§ DESCRIPTION OF THE TASK:
Please output each line of the data exactly as it appears.

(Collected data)

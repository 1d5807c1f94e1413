//! # cgraph-embed
//!
//! Embedding generation for the vector index.
//!
//! | Type | Description |
//! |------|-------------|
//! | [`HttpEmbedder`] | OpenAI-compatible `/embeddings` endpoint |
//! | [`NoopEmbedder`] | Zero vectors, for dry runs and tests |
//! | [`EmbedderPool`] | Bounds concurrent embedding calls across documents |

pub mod http;
pub mod noop;
pub mod pool;

pub use http::HttpEmbedder;
pub use noop::NoopEmbedder;
pub use pool::EmbedderPool;
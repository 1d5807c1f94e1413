//! Chat-completions HTTP client.

use backoff::{ExponentialBackoffBuilder, future::retry};
use cgraph_core::GraphExtractionError;
use reqwest::{Client, StatusCode};
use serde::Serialize;
use serde_json::{Value, json};
use std::time::Duration;
use tracing::{debug, warn};

/// Chat message role.
#[derive(Debug, Clone, Copy, PartialEq, Eq, Serialize)]
#[serde(rename_all = "lowercase")]
pub enum Role {
    System,
    User,
    Assistant,
}

/// A chat message.
#[derive(Debug, Clone, PartialEq, Eq, Serialize)]
pub struct Message {
    pub role: Role,
    pub content: String,
}

impl Message {
    pub fn system(content: impl Into<String>) -> Self {
        Self {
            role: Role::System,
            content: content.into(),
        }
    }

    pub fn user(content: impl Into<String>) -> Self {
        Self {
            role: Role::User,
            content: content.into(),
        }
    }
}

/// Bounds for exponential backoff on transient failures.
#[derive(Debug, Clone, Copy, PartialEq, Eq)]
pub struct RetryPolicy {
    pub initial_interval: Duration,
    pub max_interval: Duration,
    /// Give up once this much time has passed since the first attempt
    pub max_elapsed: Duration,
}

impl Default for RetryPolicy {
    fn default() -> Self {
        Self {
            initial_interval: Duration::from_millis(500),
            max_interval: Duration::from_secs(30),
            max_elapsed: Duration::from_secs(120),
        }
    }
}

/// Endpoint and model settings.
#[derive(Debug, Clone)]
pub struct ChatConfig {
    /// Base URL, e.g. `https://api.openai.com/v1`
    pub base_url: String,
    pub api_key: Option<String>,
    pub model: String,
    pub temperature: f32,
    pub timeout: Duration,
    pub retry: RetryPolicy,
}

impl Default for ChatConfig {
    fn default() -> Self {
        Self {
            base_url: "https://api.openai.com/v1".to_string(),
            api_key: None,
            model: "gpt-4o-mini".to_string(),
            temperature: 0.0,
            timeout: Duration::from_secs(120),
            retry: RetryPolicy::default(),
        }
    }
}

/// Client for `POST {base_url}/chat/completions`.
#[derive(Clone)]
pub struct ChatClient {
    http: Client,
    config: ChatConfig,
}

impl std::fmt::Debug for ChatClient {
    fn fmt(&self, f: &mut std::fmt::Formatter<'_>) -> std::fmt::Result {
        f.debug_struct("ChatClient")
            .field("base_url", &self.config.base_url)
            .field("model", &self.config.model)
            .field("api_key", &self.config.api_key.as_ref().map(|_| "***"))
            .finish()
    }
}

impl ChatClient {
    pub fn new(config: ChatConfig) -> Result<Self, GraphExtractionError> {
        let http = Client::builder()
            .timeout(config.timeout)
            .build()
            .map_err(|e| GraphExtractionError::Transport(e.to_string()))?;
        Ok(Self { http, config })
    }

    pub fn model(&self) -> &str {
        &self.config.model
    }

    /// Request a completion constrained to `schema` and return the raw content.
    pub async fn complete_json(
        &self,
        messages: &[Message],
        schema_name: &str,
        schema: Value,
    ) -> Result<String, GraphExtractionError> {
        let request = json!({
            "model": self.config.model,
            "messages": messages,
            "temperature": self.config.temperature,
            "response_format": {
                "type": "json_schema",
                "json_schema": {
                    "name": schema_name,
                    "schema": schema,
                    "strict": false,
                }
            }
        });

        let response = self.call_with_retry(&request).await?;
        extract_content(&response)
    }

    async fn call_with_retry(&self, request: &Value) -> Result<Value, GraphExtractionError> {
        let retry_policy = &self.config.retry;
        let policy = ExponentialBackoffBuilder::new()
            .with_initial_interval(retry_policy.initial_interval)
            .with_max_interval(retry_policy.max_interval)
            .with_max_elapsed_time(Some(retry_policy.max_elapsed))
            .build();

        let url = format!(
            "{}/chat/completions",
            self.config.base_url.trim_end_matches('/')
        );

        retry(policy, || async {
            match self.send(&url, request).await {
                Ok(response) => Ok(response),
                Err(e) if e.is_transient() => {
                    warn!("Chat completion failed ({}), retrying with backoff", e);
                    Err(backoff::Error::transient(e))
                }
                Err(e) => Err(backoff::Error::permanent(e)),
            }
        })
        .await
    }

    async fn send(&self, url: &str, request: &Value) -> Result<Value, GraphExtractionError> {
        let mut builder = self.http.post(url).json(request);
        if let Some(key) = &self.config.api_key {
            builder = builder.bearer_auth(key);
        }

        let response = builder.send().await.map_err(|e| {
            if e.is_timeout() || e.is_connect() {
                GraphExtractionError::Transport(e.to_string())
            } else {
                GraphExtractionError::Api {
                    status: 0,
                    message: e.to_string(),
                }
            }
        })?;

        let status = response.status();
        debug!("Chat completion returned {}", status);
        if status.is_success() {
            return response
                .json::<Value>()
                .await
                .map_err(|e| GraphExtractionError::Malformed(e.to_string()));
        }

        let message = response.text().await.unwrap_or_default();
        Err(map_status(status, message))
    }
}

fn map_status(status: StatusCode, message: String) -> GraphExtractionError {
    match status {
        StatusCode::TOO_MANY_REQUESTS => GraphExtractionError::RateLimited,
        StatusCode::UNAUTHORIZED | StatusCode::FORBIDDEN => GraphExtractionError::Authentication,
        _ => GraphExtractionError::Api {
            status: status.as_u16(),
            message,
        },
    }
}

/// The assistant message text of the first choice.
fn extract_content(response: &Value) -> Result<String, GraphExtractionError> {
    response["choices"][0]["message"]["content"]
        .as_str()
        .filter(|content| !content.trim().is_empty())
        .map(ToOwned::to_owned)
        .ok_or(GraphExtractionError::EmptyResponse)
}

§ ANSWER TO THIS PROBLEM:
repository 1d5807c1f94e1413
//! # cgraph-embed
//!
//! Embedding generation for the vector index.
//!
//! | Type | Description |
//! |------|-------------|
//! | [`HttpEmbedder`] | OpenAI-compatible `/embeddings` endpoint |
//! | [`NoopEmbedder`] | Zero vectors, for dry runs and tests |
//! | [`EmbedderPool`] | Bounds concurrent embedding calls across documents |

pub mod http;
pub mod noop;
pub mod pool;

pub use http::HttpEmbedder;
pub use noop::NoopEmbedder;
pub use pool::EmbedderPool;
repository 1d5807c1f94e1413
//! Chat-completions HTTP client.

use backoff::{ExponentialBackoffBuilder, future::retry};
use cgraph_core::GraphExtractionError;
use reqwest::{Client, StatusCode};
use serde::Serialize;
use serde_json::{Value, json};
use std::time::Duration;
use tracing::{debug, warn};

/// Chat message role.
#[derive(Debug, Clone, Copy, PartialEq, Eq, Serialize)]
#[serde(rename_all = "lowercase")]
pub enum Role {
    System,
    User,
    Assistant,
}

/// A chat message.
#[derive(Debug, Clone, PartialEq, Eq, Serialize)]
pub struct Message {
    pub role: Role,
    pub content: String,
}

impl Message {
    pub fn system(content: impl Into<String>) -> Self {
        Self {
            role: Role::System,
            content: content.into(),
        }
    }

    pub fn user(content: impl Into<String>) -> Self {
        Self {
            role: Role::User,
            content: content.into(),
        }
    }
}

/// Bounds for exponential backoff on transient failures.
#[derive(Debug, Clone, Copy, PartialEq, Eq)]
pub struct RetryPolicy {
    pub initial_interval: Duration,
    pub max_interval: Duration,
    /// Give up once this much time has passed since the first attempt
    pub max_elapsed: Duration,
}

impl Default for RetryPolicy {
    fn default() -> Self {
        Self {
            initial_interval: Duration::from_millis(500),
            max_interval: Duration::from_secs(30),
            max_elapsed: Duration::from_secs(120),
        }
    }
}

/// Endpoint and model settings.
#[derive(Debug, Clone)]
pub struct ChatConfig {
    /// Base URL, e.g. `https://api.openai.com/v1`
    pub base_url: String,
    pub api_key: Option<String>,
    pub model: String,
    pub temperature: f32,
    pub timeout: Duration,
    pub retry: RetryPolicy,
}

impl Default for ChatConfig {
    fn default() -> Self {
        Self {
            base_url: "https://api.openai.com/v1".to_string(),
            api_key: None,
            model: "gpt-4o-mini".to_string(),
            temperature: 0.0,
            timeout: Duration::from_secs(120),
            retry: RetryPolicy::default(),
        }
    }
}

/// Client for `POST {base_url}/chat/completions`.
#[derive(Clone)]
pub struct ChatClient {
    http: Client,
    config: ChatConfig,
}

impl std::fmt::Debug for ChatClient {
    fn fmt(&self, f: &mut std::fmt::Formatter<'_>) -> std::fmt::Result {
        f.debug_struct("ChatClient")
            .field("base_url", &self.config.base_url)
            .field("model", &self.config.model)
            .field("api_key", &self.config.api_key.as_ref().map(|_| "***"))
            .finish()
    }
}

impl ChatClient {
    pub fn new(config: ChatConfig) -> Result<Self, GraphExtractionError> {
        let http = Client::builder()
            .timeout(config.timeout)
            .build()
            .map_err(|e| GraphExtractionError::Transport(e.to_string()))?;
        Ok(Self { http, config })
    }

    pub fn model(&self) -> &str {
        &self.config.model
    }

    /// Request a completion constrained to `schema` and return the raw content.
    pub async fn complete_json(
        &self,
        messages: &[Message],
        schema_name: &str,
        schema: Value,
    ) -> Result<String, GraphExtractionError> {
        let request = json!({
            "model": self.config.model,
            "messages": messages,
            "temperature": self.config.temperature,
            "response_format": {
                "type": "json_schema",
                "json_schema": {
                    "name": schema_name,
                    "schema": schema,
                    "strict": false,
                }
            }
        });

        let response = self.call_with_retry(&request).await?;
        extract_content(&response)
    }

    async fn call_with_retry(&self, request: &Value) -> Result<Value, GraphExtractionError> {
        let retry_policy = &self.config.retry;
        let policy = ExponentialBackoffBuilder::new()
            .with_initial_interval(retry_policy.initial_interval)
            .with_max_interval(retry_policy.max_interval)
            .with_max_elapsed_time(Some(retry_policy.max_elapsed))
            .build();

        let url = format!(
            "{}/chat/completions",
            self.config.base_url.trim_end_matches('/')
        );

        retry(policy, || async {
            match self.send(&url, request).await {
                Ok(response) => Ok(response),
                Err(e) if e.is_transient() => {
                    warn!("Chat completion failed ({}), retrying with backoff", e);
                    Err(backoff::Error::transient(e))
                }
                Err(e) => Err(backoff::Error::permanent(e)),
            }
        })
        .await
    }

    async fn send(&self, url: &str, request: &Value) -> Result<Value, GraphExtractionError> {
        let mut builder = self.http.post(url).json(request);
        if let Some(key) = &self.config.api_key {
            builder = builder.bearer_auth(key);
        }

        let response = builder.send().await.map_err(|e| {
            if e.is_timeout() || e.is_connect() {
                GraphExtractionError::Transport(e.to_string())
            } else {
                GraphExtractionError::Api {
                    status: 0,
                    message: e.to_string(),
                }
            }
        })?;

        let status = response.status();
        debug!("Chat completion returned {}", status);
        if status.is_success() {
            return response
                .json::<Value>()
                .await
                .map_err(|e| GraphExtractionError::Malformed(e.to_string()));
        }

        let message = response.text().await.unwrap_or_default();
        Err(map_status(status, message))
    }
}

fn map_status(status: StatusCode, message: String) -> GraphExtractionError {
    match status {
        StatusCode::TOO_MANY_REQUESTS => GraphExtractionError::RateLimited,
        StatusCode::UNAUTHORIZED | StatusCode::FORBIDDEN => GraphExtractionError::Authentication,
        _ => GraphExtractionError::Api {
            status: status.as_u16(),
            message,
        },
    }
}

/// The assistant message text of the first choice.
fn extract_content(response: &Value) -> Result<String, GraphExtractionError> {
    response["choices"][0]["message"]["content"]
        .as_str()
        .filter(|content| !content.trim().is_empty())
        .map(ToOwned::to_owned)
        .ok_or(GraphExtractionError::EmptyResponse)
}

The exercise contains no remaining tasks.